В общем, Кантакузин, показав туркам дорогу в Европу, совершил ту же тяжелую ошибку, какую за полтора века до него допустили Никифор Вотаниат и Никифор Мелиссен, когда, отстаивая свои династические амбиции, призвали тех же турок из Западной Анатолии. Но ошибку 1081 г., благодаря политическому гению Алексея Комнина, удалось исправить. Ошибку 1345 г. уже никто никогда не исправит.
Орхан, узнавший от самих византийцев об их неисправимом вырождении и введенный ими же в курс их дел, наконец совершил решительный шаг. В 1357 г. он овладел Галлиполи, ключом от Дарданелл со стороны Европы. Поскольку он уже владел ключевыми позициями на азиатском берегу, Абидосом и Лампсаком, то стал властелином проливов. Константинополь оказался во власти турка и мог в любой день быть отрезан от Европы. Его жители, рассказывает нам современник Деметриос Кидонес[349]

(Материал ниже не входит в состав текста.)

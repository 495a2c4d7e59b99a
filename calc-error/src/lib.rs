//! Contains the common [`ErrorKind`] trait used by all errors to display user-facing error
//! messages.

use ariadne::{Color, Report};
use std::{any::Any, fmt::Debug, ops::Range};

/// The color to use to highlight expressions.
pub const EXPR: Color = Color::RGB(52, 235, 152);

/// Represents any kind of error that can occur during some operation.
pub trait ErrorKind: Debug + Send {
    /// Returns the error as a [`dyn Any`](Any), allowing callers to downcast to the concrete
    /// error kind.
    fn as_any(&self) -> &dyn Any;

    /// Builds the report for this error.
    fn build_report<'a>(
        &self,
        src_id: &'a str,
        spans: &[Range<usize>],
    ) -> Report<(&'a str, Range<usize>)>;
}

/// An error associated with regions of source code that can be highlighted.
#[derive(Debug)]
pub struct Error {
    /// The regions of the source code that this error originated from.
    pub spans: Vec<Range<usize>>,

    /// The kind of error that occurred.
    pub kind: Box<dyn ErrorKind>,
}

impl Error {
    /// Creates a new error with the given spans and kind.
    pub fn new(spans: Vec<Range<usize>>, kind: impl ErrorKind + 'static) -> Self {
        Self { spans, kind: Box::new(kind) }
    }

    /// Returns true if the kind of this error is `K`.
    pub fn is<K: ErrorKind + 'static>(&self) -> bool {
        self.kind.as_any().is::<K>()
    }

    /// Returns a reference to the kind of this error if it is `K`.
    pub fn downcast_ref<K: ErrorKind + 'static>(&self) -> Option<&K> {
        self.kind.as_any().downcast_ref::<K>()
    }

    /// Build a report from this error kind.
    pub fn build_report<'a>(&self, src_id: &'a str) -> Report<(&'a str, Range<usize>)> {
        self.kind.build_report(src_id, &self.spans)
    }
}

, чувствовали себя «словно попавшими в сеть».В начале своего правления Орхан, как его предки, как прочие туркоманские принцы Малой Азии после падения Сельджукидов, носил всего лишь титул эмира. После своих завоеваний он, как сообщают нам некоторые его монеты, принял императорский титул султана, вакантный после исчезновения последних Сельджукидов, на наследство которых он теперь претендовал.
2. Завоевание Османами Балкан
Султан Мурад I, третий суверен Османской империи (ок. 1359–1389), был сыном Орхана и византийки. Ловкий и твердый политик, при этом страстный воин, он видел бессилие, в котором оказался христианский мир Балкан вследствие своих раздоров. Удивительные победы, отметившие его царствование, на пять столетий вперед определят судьбу Востока. Но не стоит забывать, что его победы, какими бы поразительными они нам ни казались, объясняются балканской анархией и, в более общем плане, европейской анархией того времени: с одной стороны, раздоры между Византийской империей, Сербской державой и Болгарским царством; с другой — соперничество, периодически переходящее в открытую войну, между морскими республиками Генуей и Венецией; наконец, конфессиональная пропасть, более чем когда бы то ни было непреодолимая, между римской церковью и греческим православием. В этих условиях Балканы ждали хозяина. Осколки Византийской империи, в частности, были бесхозными землями. Вопрос заключался в том, кто ими завладеет. Большая Каталонская компания в 1305 г. готова была захватить Константинополь, но она находилась слишком далеко от своей родной Испании, чтобы завоевание это стало прочным, и, даже если бы оно удалось, она быстро растворилась бы в своей победе, как это произошло в Аттике после ее триумфа на озере Копаис. Точно так же за сто лет до того исчезла латинская Константинопольская империя. Сербский рывок к Эгейскому морю, казалось, имел больше шансов, и при выдающемся сербском царе Стефане Душане (1331–1355) можно было ожидать, что он дойдет до Константинополя и Салоник. Но южнославянская анархия уже на следующий день после смерти Душана остановила этот порыв, казавшийся неудержимым. Наконец, победили именно османы, поскольку они находились близко к месту действия, на берегах Мраморного моря, а еще потому, что судьба последовательно ставила во главе их нескольких выдающихся военачальников, знавших, чего они хотят, стремящихся к завоеваниям и не имеющим другой цели.